Glenn McGillivray on forest fires: “When we look at the current fire situation playing out in Australia, where a prolonged period of exceptionally hot, dry weather has contributed to four straight months of major wildfires (called bushfires Down Under), a question is rekindled: Does the situation there portend a hotter, dryer more fiery future for places such as British Columbia and Alberta?”

Alexandra Gill on good vegan restaurants “Did you wake up on Jan. 1 and vow to become a lean, ripped, libidinous elite athlete fuelled by the astounding powers of plant-based protein? Me too. … For those with stronger willpower – or for those who are merely curious about meat- and dairy-free dining options – I recommend these two excellent downtown Vancouver restaurants, both recently reinvented by omnivore chefs, which do all the heavy lifting for you.”

Sarah Maetche on Third Option programs: “But the period of time right after a sexual assault – a critical time when collecting evidence is pertinent – survivors are often not ready to report to the police, and as a result, many don’t pursue medical attention at all. What the Third Option does is exactly what’s in its name: it offers survivors another option of having the evidence collected and then stored for up to a year without police investigation, giving them time to assess options, process and heal before making an ultimate decision.

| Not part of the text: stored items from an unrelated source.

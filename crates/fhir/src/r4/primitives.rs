//! R4 primitive types.
//!
//! Every primitive is an [`Element`] over its Rust value type. Types that only
//! differ in their lexical rules (`code`, `uri`, `dateTime`) share the `String`
//! representation; the codec does not validate their formats.

use super::Extension;
use crate::element::Element;
use crate::precise_decimal::PreciseDecimal;

pub type Boolean = Element<bool, Extension>;
pub type Integer = Element<i32, Extension>;
pub type UnsignedInt = Element<u32, Extension>;
/// Positive integers share `u32`; zero is not rejected.
pub type PositiveInt = Element<u32, Extension>;
pub type Decimal = Element<PreciseDecimal, Extension>;

pub type String = Element<std::string::String, Extension>;
pub type Uri = Element<std::string::String, Extension>;
pub type Url = Element<std::string::String, Extension>;
pub type Canonical = Element<std::string::String, Extension>;
pub type Code = Element<std::string::String, Extension>;
pub type Id = Element<std::string::String, Extension>;
pub type Oid = Element<std::string::String, Extension>;
pub type Uuid = Element<std::string::String, Extension>;
pub type Markdown = Element<std::string::String, Extension>;
pub type Base64Binary = Element<std::string::String, Extension>;
pub type Date = Element<std::string::String, Extension>;
pub type DateTime = Element<std::string::String, Extension>;
pub type Instant = Element<std::string::String, Extension>;
pub type Time = Element<std::string::String, Extension>;
pub type Xhtml = Element<std::string::String, Extension>;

On Dec. 17, Alberta Health Services (AHS) and the RCMP announced that they will expand the program to rural hospitals within the Edmonton zone, as well as the Red Deer Regional Hospital Centre. That’s a very good thing: Sexual assault and sexual crimes are violent acts that remove an individual’s most fundamental human right – the right to choose what happens to their body – and the Third Option brings back some semblance of this right, offering a choice to the survivor at a challenging and confusing time.”